• [Excerpts from a dataset]
Content starts
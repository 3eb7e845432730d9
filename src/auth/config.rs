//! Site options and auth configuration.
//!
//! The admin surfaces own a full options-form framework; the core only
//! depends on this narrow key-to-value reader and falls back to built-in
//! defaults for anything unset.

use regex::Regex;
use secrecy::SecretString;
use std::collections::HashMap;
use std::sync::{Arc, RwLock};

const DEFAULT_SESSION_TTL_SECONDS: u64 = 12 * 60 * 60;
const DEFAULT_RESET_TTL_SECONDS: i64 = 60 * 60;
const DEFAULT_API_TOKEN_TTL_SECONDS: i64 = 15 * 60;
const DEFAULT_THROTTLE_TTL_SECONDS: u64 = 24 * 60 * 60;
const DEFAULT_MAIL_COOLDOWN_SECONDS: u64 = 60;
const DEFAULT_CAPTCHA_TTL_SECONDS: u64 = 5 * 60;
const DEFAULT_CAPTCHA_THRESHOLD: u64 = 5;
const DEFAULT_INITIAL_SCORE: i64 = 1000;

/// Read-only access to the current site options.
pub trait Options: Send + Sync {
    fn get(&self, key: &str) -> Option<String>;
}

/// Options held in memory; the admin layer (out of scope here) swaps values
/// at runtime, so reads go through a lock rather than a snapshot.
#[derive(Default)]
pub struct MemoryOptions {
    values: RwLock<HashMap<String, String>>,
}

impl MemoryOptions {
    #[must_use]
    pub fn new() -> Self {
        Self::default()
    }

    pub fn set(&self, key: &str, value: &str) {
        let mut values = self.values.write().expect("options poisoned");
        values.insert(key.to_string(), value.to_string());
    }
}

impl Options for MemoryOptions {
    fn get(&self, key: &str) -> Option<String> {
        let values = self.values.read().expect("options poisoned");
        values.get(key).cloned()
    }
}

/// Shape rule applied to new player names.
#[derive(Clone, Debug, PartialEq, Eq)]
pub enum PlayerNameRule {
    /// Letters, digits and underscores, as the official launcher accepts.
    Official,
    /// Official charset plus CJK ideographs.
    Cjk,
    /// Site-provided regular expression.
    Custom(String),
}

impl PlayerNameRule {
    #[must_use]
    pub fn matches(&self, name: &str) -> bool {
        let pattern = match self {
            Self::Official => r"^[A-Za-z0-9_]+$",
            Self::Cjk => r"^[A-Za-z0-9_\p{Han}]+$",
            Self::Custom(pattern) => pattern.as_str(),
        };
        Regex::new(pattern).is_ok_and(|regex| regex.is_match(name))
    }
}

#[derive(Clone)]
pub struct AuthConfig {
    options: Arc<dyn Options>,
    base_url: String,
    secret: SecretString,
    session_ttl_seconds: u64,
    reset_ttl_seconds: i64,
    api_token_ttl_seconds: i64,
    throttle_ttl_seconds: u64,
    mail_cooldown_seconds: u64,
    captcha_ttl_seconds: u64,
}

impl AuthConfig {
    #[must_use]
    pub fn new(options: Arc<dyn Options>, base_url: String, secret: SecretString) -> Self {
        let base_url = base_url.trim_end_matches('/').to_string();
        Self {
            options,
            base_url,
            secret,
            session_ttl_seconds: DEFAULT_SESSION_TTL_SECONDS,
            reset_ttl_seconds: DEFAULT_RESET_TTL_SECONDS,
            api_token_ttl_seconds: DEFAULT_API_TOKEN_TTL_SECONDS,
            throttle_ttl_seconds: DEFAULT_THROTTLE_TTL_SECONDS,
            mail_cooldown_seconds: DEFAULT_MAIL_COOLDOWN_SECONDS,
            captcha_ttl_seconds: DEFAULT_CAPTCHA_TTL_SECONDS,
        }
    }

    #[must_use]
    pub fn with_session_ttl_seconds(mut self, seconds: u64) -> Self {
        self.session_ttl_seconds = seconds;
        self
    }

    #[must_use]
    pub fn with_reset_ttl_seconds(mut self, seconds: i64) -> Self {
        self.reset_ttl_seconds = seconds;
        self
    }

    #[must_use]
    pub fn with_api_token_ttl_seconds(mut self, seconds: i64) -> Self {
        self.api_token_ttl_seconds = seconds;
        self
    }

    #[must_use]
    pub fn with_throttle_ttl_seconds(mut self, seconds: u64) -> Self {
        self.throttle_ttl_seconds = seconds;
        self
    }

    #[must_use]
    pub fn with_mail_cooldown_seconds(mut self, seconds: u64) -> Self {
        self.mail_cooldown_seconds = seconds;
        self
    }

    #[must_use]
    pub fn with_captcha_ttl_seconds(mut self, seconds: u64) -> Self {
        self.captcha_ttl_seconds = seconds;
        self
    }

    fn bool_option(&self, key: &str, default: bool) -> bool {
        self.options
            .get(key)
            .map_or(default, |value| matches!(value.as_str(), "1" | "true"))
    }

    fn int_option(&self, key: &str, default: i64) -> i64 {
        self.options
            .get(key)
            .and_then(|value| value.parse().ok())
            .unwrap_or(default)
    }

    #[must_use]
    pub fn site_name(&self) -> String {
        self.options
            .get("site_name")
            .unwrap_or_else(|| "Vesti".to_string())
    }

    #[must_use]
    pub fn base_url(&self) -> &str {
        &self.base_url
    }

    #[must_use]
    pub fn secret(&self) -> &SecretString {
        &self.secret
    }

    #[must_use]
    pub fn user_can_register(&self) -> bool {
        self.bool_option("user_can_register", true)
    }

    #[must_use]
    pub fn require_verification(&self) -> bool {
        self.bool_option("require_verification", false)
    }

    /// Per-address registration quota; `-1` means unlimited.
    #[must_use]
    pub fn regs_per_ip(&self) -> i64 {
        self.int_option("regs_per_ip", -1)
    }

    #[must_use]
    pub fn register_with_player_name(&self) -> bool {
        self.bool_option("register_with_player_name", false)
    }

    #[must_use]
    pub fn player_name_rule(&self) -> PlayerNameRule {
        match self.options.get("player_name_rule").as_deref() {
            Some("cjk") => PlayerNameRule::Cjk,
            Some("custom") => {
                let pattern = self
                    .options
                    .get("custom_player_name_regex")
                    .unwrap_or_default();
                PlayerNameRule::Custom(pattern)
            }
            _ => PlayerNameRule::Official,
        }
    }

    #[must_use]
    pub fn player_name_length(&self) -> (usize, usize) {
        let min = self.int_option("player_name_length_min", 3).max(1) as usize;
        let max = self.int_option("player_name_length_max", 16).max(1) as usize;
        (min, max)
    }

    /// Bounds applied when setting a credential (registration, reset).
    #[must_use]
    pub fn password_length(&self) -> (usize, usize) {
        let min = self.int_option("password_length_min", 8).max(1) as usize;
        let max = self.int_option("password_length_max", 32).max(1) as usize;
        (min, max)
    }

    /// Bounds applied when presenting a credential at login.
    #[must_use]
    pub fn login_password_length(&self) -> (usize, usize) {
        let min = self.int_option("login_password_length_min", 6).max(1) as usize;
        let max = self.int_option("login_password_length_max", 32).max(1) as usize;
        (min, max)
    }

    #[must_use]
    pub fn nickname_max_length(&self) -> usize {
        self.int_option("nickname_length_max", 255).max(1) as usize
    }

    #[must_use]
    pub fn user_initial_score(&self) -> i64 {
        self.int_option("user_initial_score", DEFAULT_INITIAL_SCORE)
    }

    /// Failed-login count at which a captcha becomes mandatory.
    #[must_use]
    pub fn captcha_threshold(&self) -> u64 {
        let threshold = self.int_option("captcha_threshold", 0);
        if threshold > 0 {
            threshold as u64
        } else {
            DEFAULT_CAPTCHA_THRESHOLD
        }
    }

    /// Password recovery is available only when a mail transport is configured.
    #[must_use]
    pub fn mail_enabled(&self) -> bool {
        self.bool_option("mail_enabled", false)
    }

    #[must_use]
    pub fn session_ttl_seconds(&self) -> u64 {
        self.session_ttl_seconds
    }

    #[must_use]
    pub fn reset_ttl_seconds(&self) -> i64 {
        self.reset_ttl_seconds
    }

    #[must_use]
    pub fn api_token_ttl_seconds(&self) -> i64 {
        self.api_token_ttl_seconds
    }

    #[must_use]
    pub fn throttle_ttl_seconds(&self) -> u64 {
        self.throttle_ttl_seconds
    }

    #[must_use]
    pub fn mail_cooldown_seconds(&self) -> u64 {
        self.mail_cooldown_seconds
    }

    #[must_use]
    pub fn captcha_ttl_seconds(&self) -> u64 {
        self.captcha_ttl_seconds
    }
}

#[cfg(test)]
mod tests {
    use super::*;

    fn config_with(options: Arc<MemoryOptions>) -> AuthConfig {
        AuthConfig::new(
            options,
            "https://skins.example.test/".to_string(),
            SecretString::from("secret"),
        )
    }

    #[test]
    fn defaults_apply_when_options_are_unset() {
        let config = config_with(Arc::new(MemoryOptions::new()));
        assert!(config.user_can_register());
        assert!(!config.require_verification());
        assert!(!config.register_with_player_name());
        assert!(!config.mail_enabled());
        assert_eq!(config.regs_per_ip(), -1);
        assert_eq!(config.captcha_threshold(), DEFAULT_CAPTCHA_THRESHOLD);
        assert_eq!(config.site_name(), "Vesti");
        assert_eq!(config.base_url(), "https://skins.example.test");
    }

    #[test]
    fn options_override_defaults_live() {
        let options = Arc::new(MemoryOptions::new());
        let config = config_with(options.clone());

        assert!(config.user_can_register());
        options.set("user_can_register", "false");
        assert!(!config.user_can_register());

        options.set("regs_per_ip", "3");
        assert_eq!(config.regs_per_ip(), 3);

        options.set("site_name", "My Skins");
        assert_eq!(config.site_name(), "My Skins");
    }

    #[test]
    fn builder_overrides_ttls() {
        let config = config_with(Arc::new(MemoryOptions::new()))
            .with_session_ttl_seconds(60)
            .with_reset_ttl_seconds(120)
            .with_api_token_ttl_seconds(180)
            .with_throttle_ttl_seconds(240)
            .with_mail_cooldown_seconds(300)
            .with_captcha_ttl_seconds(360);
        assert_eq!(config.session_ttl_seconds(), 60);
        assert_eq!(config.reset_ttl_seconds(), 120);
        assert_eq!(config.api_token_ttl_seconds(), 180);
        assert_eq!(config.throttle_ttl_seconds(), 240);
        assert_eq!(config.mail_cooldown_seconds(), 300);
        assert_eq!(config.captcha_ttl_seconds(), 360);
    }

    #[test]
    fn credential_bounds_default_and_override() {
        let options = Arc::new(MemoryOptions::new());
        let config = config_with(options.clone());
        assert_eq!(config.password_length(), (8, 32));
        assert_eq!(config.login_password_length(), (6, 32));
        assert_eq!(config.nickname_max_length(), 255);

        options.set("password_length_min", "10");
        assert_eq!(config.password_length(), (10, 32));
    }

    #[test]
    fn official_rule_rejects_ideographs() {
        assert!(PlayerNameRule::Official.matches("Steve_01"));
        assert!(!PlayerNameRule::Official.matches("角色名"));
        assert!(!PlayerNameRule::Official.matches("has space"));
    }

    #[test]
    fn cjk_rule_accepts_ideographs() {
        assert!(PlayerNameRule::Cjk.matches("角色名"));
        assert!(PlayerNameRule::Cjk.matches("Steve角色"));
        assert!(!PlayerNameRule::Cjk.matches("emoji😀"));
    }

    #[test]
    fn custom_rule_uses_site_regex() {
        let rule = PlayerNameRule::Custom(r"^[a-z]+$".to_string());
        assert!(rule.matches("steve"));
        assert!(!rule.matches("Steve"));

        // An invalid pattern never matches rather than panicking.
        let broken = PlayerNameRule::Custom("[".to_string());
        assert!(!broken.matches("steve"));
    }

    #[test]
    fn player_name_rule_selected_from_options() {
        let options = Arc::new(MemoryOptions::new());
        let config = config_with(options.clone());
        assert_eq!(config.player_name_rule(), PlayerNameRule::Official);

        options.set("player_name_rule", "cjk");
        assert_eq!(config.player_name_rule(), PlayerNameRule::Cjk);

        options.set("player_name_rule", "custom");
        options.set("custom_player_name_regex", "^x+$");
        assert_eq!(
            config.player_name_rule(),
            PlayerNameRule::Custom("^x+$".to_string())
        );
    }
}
Content ends
Content starts
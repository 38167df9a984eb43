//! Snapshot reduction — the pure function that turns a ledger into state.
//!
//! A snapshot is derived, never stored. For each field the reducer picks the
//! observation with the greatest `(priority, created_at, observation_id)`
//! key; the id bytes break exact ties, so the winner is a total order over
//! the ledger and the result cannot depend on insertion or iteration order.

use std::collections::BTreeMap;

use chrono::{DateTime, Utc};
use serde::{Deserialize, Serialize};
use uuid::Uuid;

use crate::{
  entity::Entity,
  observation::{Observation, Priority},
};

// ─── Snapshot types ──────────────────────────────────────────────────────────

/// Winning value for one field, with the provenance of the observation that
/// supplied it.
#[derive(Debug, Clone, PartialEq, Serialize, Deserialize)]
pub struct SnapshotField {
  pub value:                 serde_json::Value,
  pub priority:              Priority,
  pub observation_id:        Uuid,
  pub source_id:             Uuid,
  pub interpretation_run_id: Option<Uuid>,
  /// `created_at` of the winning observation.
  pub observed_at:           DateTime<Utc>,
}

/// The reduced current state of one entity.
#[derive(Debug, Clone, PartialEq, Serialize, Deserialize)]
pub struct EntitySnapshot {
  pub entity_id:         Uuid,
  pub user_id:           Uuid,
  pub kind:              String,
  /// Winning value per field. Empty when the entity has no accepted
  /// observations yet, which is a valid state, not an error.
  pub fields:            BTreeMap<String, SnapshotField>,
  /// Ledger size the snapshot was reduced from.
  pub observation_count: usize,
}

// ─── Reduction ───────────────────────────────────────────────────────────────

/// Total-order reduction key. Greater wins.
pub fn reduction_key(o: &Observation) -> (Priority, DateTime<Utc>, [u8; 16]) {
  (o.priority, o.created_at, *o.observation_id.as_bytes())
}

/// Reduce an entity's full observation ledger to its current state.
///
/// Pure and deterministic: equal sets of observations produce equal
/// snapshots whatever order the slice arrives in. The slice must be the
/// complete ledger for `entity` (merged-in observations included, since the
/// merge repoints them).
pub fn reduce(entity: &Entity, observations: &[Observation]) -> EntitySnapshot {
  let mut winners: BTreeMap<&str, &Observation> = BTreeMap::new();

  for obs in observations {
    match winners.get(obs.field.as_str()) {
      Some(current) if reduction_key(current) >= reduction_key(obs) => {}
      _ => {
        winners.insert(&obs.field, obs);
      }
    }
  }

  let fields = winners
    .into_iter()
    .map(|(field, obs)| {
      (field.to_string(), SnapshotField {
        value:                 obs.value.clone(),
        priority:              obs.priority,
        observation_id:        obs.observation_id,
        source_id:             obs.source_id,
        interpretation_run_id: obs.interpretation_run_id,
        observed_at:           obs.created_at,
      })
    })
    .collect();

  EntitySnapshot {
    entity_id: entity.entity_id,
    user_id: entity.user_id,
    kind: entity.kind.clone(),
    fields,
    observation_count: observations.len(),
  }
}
Content ends
• [What you will do] Retype the records above, but only those lines that fall between the line containing "and auth configuration." and the line containing "let pattern = match", with both of those lines included, exactly as written.

• [Finished task]
//! Site options and auth configuration.
//!
//! The admin surfaces own a full options-form framework; the core only
//! depends on this narrow key-to-value reader and falls back to built-in
//! defaults for anything unset.

use regex::Regex;
use secrecy::SecretString;
use std::collections::HashMap;
use std::sync::{Arc, RwLock};

const DEFAULT_SESSION_TTL_SECONDS: u64 = 12 * 60 * 60;
const DEFAULT_RESET_TTL_SECONDS: i64 = 60 * 60;
const DEFAULT_API_TOKEN_TTL_SECONDS: i64 = 15 * 60;
const DEFAULT_THROTTLE_TTL_SECONDS: u64 = 24 * 60 * 60;
const DEFAULT_MAIL_COOLDOWN_SECONDS: u64 = 60;
const DEFAULT_CAPTCHA_TTL_SECONDS: u64 = 5 * 60;
const DEFAULT_CAPTCHA_THRESHOLD: u64 = 5;
const DEFAULT_INITIAL_SCORE: i64 = 1000;

/// Read-only access to the current site options.
pub trait Options: Send + Sync {
    fn get(&self, key: &str) -> Option<String>;
}

/// Options held in memory; the admin layer (out of scope here) swaps values
/// at runtime, so reads go through a lock rather than a snapshot.
#[derive(Default)]
pub struct MemoryOptions {
    values: RwLock<HashMap<String, String>>,
}

impl MemoryOptions {
    #[must_use]
    pub fn new() -> Self {
        Self::default()
    }

    pub fn set(&self, key: &str, value: &str) {
        let mut values = self.values.write().expect("options poisoned");
        values.insert(key.to_string(), value.to_string());
    }
}

impl Options for MemoryOptions {
    fn get(&self, key: &str) -> Option<String> {
        let values = self.values.read().expect("options poisoned");
        values.get(key).cloned()
    }
}

/// Shape rule applied to new player names.
#[derive(Clone, Debug, PartialEq, Eq)]
pub enum PlayerNameRule {
    /// Letters, digits and underscores, as the official launcher accepts.
    Official,
    /// Official charset plus CJK ideographs.
    Cjk,
    /// Site-provided regular expression.
    Custom(String),
}

impl PlayerNameRule {
    #[must_use]
    pub fn matches(&self, name: &str) -> bool {
        let pattern = match self {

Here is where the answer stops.